- _Task objective_:
In the records below, find the line that contains "fn on_securities_changed(&mut self, _changes: &SecurityChanges)", then write out that line and each one after it exactly, up to and including the last.

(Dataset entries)
┄┄┄┄┄┄┄┄┄┄

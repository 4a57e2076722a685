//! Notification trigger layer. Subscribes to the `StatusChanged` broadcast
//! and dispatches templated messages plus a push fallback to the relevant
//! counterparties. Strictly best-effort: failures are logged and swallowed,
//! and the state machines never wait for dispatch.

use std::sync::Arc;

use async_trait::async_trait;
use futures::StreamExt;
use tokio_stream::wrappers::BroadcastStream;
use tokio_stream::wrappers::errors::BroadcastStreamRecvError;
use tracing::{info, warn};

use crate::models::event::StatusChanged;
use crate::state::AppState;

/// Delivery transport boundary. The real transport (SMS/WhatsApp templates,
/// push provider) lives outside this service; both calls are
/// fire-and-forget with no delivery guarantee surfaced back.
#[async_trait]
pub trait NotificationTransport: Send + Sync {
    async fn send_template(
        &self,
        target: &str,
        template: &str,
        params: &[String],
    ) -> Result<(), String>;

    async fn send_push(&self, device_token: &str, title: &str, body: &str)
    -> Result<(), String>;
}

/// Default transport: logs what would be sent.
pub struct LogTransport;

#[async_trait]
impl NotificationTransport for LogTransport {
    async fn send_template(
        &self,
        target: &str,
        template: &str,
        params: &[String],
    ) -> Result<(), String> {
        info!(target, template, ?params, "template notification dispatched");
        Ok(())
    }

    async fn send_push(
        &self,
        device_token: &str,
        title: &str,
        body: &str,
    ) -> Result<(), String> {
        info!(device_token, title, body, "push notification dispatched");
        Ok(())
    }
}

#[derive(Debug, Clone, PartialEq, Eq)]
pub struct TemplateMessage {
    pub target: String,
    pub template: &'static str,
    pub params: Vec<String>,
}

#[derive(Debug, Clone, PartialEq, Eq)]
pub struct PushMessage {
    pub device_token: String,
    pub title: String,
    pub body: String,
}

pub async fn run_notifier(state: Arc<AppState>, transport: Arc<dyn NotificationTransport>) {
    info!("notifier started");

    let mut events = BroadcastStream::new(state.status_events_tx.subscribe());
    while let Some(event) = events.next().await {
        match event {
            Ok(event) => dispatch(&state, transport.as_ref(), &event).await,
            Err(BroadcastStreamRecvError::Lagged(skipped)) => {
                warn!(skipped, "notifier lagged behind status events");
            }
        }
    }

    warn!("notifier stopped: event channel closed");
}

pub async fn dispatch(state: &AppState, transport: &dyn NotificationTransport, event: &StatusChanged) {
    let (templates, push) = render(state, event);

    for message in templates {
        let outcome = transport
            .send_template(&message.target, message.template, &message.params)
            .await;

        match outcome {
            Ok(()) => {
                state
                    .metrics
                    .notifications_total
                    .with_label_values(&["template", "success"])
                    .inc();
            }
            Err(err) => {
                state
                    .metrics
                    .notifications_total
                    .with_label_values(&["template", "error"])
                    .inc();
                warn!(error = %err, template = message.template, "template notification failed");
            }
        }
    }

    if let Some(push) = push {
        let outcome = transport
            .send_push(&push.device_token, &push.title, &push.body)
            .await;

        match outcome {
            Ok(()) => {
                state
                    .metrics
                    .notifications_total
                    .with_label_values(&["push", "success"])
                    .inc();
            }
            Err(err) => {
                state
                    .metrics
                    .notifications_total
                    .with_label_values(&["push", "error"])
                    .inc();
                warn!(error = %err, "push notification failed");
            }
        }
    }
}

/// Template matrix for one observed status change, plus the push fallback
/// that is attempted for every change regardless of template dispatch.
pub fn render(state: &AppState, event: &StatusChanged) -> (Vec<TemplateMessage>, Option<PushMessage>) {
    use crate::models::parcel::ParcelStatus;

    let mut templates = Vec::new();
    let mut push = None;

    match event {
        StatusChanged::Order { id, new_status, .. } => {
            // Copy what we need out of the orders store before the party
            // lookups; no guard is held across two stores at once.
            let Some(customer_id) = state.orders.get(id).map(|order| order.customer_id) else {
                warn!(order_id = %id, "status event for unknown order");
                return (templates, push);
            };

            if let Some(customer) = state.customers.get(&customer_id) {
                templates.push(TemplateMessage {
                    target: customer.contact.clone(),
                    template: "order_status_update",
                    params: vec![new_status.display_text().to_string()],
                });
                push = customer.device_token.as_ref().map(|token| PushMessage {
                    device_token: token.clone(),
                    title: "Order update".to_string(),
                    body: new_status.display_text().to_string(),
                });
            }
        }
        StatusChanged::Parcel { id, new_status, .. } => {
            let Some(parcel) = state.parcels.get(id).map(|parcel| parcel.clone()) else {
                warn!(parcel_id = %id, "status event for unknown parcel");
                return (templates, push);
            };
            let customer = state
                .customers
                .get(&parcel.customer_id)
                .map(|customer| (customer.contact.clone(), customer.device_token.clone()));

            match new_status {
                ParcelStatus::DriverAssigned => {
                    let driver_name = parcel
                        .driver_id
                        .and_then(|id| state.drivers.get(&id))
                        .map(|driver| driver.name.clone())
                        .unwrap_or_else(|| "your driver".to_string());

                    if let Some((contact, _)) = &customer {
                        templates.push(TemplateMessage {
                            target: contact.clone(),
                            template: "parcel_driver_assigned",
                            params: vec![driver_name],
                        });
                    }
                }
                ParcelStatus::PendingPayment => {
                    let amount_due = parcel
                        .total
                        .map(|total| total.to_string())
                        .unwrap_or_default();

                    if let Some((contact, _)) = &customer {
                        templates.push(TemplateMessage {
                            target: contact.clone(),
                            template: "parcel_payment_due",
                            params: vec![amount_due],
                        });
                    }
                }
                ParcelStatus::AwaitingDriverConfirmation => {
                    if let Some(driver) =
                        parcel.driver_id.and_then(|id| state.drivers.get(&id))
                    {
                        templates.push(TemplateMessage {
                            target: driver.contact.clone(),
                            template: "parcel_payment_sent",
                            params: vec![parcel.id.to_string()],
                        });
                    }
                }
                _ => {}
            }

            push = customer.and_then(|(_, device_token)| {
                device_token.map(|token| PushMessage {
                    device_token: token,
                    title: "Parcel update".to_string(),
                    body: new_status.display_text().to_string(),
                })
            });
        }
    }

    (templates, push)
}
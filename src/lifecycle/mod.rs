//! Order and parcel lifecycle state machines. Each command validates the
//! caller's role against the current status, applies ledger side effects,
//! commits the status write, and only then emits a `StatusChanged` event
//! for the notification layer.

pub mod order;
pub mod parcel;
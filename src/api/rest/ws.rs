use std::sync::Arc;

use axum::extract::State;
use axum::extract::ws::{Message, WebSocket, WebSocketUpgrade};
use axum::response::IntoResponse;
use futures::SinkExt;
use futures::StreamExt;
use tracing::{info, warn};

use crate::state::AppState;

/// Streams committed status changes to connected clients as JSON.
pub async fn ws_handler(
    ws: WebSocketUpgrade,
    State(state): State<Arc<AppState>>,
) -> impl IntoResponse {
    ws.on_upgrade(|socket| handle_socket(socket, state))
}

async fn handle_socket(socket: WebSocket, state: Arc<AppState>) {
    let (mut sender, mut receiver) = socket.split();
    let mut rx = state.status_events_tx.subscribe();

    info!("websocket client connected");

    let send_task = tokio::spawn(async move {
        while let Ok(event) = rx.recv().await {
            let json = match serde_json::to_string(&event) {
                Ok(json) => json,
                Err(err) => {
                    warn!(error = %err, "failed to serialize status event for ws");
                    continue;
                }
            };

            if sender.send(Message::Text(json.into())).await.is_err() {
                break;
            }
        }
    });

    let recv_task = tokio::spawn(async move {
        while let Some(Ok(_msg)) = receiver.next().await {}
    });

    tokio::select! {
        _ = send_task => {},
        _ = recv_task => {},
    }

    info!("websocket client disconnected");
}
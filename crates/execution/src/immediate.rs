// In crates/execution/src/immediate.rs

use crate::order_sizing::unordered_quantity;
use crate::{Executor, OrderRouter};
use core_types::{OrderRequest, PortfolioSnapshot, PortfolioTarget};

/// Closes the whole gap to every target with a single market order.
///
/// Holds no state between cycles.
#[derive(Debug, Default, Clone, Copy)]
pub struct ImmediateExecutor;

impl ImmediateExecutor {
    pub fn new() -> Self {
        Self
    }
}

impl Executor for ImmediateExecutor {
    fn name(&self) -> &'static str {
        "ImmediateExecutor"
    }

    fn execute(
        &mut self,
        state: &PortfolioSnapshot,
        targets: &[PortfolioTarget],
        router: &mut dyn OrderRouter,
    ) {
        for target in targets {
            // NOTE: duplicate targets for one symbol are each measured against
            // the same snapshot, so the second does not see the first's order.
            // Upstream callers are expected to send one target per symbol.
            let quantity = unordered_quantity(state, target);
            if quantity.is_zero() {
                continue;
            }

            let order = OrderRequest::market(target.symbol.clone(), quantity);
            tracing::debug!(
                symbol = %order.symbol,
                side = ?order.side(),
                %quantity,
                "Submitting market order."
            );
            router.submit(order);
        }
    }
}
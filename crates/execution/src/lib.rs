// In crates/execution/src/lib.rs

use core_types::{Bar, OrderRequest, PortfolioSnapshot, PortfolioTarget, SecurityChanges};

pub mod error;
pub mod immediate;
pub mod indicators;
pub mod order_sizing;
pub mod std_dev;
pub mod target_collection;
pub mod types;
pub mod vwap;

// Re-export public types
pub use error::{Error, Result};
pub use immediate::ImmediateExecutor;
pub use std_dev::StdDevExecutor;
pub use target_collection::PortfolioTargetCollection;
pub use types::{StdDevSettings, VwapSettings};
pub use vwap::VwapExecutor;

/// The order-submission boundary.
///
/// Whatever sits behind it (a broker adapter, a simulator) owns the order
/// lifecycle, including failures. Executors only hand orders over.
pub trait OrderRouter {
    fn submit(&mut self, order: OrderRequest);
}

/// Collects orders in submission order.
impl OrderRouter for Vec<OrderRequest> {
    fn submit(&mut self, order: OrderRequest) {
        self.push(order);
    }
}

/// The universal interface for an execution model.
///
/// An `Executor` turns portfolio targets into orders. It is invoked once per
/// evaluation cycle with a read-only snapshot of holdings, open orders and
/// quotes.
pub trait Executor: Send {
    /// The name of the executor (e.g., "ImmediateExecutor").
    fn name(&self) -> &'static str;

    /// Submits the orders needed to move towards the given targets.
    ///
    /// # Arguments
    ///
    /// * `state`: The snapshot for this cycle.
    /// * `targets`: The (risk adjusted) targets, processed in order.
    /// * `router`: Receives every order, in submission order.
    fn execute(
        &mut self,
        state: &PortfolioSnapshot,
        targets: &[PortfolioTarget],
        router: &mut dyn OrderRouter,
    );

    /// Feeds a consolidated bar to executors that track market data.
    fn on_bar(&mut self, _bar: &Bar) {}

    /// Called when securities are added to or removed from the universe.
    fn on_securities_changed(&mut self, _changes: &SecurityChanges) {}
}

┄┄┄┄┄┄┄┄┄┄

- _Response box_:
    fn on_securities_changed(&mut self, _changes: &SecurityChanges) {}
}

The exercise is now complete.